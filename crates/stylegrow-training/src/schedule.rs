//! Time-varying training parameters.
//!
//! [`evaluate`] is a pure function of the number of images shown so far. The
//! driver calls it once per outer iteration and never mutates the result.

use crate::config::ScheduleConfig;
use serde::Serialize;

/// Snapshot of the schedule at a given point in training.
#[derive(Debug, Clone, Copy, PartialEq, Serialize)]
pub struct TrainingSchedule {
    /// Thousands of images shown.
    pub kimg: f64,
    /// Continuous level-of-detail, always `>= 0`.
    pub lod: f64,
    /// Working image resolution, `2^(resolution_log2 - floor(lod))`.
    pub resolution: u32,
    /// Global minibatch size.
    pub minibatch_size: usize,
    /// Per-replica minibatch size.
    pub minibatch_gpu: usize,
    pub g_lrate: f64,
    pub d_lrate: f64,
    /// Interval, in kimg, between maintenance ticks.
    pub tick_kimg: f64,
}

impl TrainingSchedule {
    /// Integer LOD band `(floor(lod), ceil(lod))`.
    ///
    /// The optimizer state is reset whenever this changes between outer iterations.
    #[must_use]
    pub fn lod_band(&self) -> (i64, i64) {
        lod_band(self.lod)
    }
}

/// Image count for a kimg figure, rounded to the nearest image.
#[must_use]
pub fn kimg_to_nimg(kimg: f64) -> u64 {
    (kimg * 1000.0).round() as u64
}

#[must_use]
pub fn lod_band(lod: f64) -> (i64, i64) {
    (lod.floor() as i64, lod.ceil() as i64)
}

/// Evaluate the schedule at `cur_nimg` images for a dataset of `2^resolution_log2` pixels.
#[must_use]
pub fn evaluate(cur_nimg: u64, resolution_log2: u32, config: &ScheduleConfig) -> TrainingSchedule {
    let kimg = cur_nimg as f64 / 1000.0;

    // Training phase.
    let phase_dur = config.lod_training_kimg + config.lod_transition_kimg;
    let phase_idx = if phase_dur > 0.0 { (kimg / phase_dur).floor() } else { 0.0 };
    let phase_kimg = kimg - phase_idx * phase_dur;

    // Level-of-detail and resolution.
    let lod = match config.lod_initial_resolution {
        None => 0.0,
        Some(initial) => {
            let mut lod = f64::from(resolution_log2);
            lod -= f64::from(initial).log2().floor();
            lod -= phase_idx;
            if config.lod_transition_kimg > 0.0 {
                lod -= (phase_kimg - config.lod_training_kimg).max(0.0) / config.lod_transition_kimg;
            }
            lod.max(0.0)
        }
    };
    let shift = (lod.floor() as u32).min(resolution_log2);
    let resolution = 1u32 << (resolution_log2 - shift);

    let minibatch_size = config.minibatch_size_dict.lookup(resolution, config.minibatch_size_base);
    let minibatch_gpu = config.minibatch_gpu_dict.lookup(resolution, config.minibatch_gpu_base);

    let mut g_lrate = config.g_lrate_dict.lookup(resolution, config.g_lrate_base);
    let mut d_lrate = config.d_lrate_dict.lookup(resolution, config.d_lrate_base);
    if config.lrate_rampup_kimg > 0.0 {
        let rampup = (kimg / config.lrate_rampup_kimg).min(1.0);
        g_lrate *= rampup;
        d_lrate *= rampup;
    }

    let tick_kimg = config.tick_kimg_dict.lookup(resolution, config.tick_kimg_base);

    TrainingSchedule { kimg, lod, resolution, minibatch_size, minibatch_gpu, g_lrate, d_lrate, tick_kimg }
}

☆ ☆ ☆ ☆ ☆ ☆ ☆

◆ Work instructions ◆
Out of the data above, set down the lines from the one with "Time-varying training parameters." to the one with "pub struct TrainingSchedule", both included, exactly as written and with no additions.

◆ Expected answer ◆
//! Time-varying training parameters.
//!
//! [`evaluate`] is a pure function of the number of images shown so far. The
//! driver calls it once per outer iteration and never mutates the result.

use crate::config::ScheduleConfig;
use serde::Serialize;

/// Snapshot of the schedule at a given point in training.
#[derive(Debug, Clone, Copy, PartialEq, Serialize)]
pub struct TrainingSchedule {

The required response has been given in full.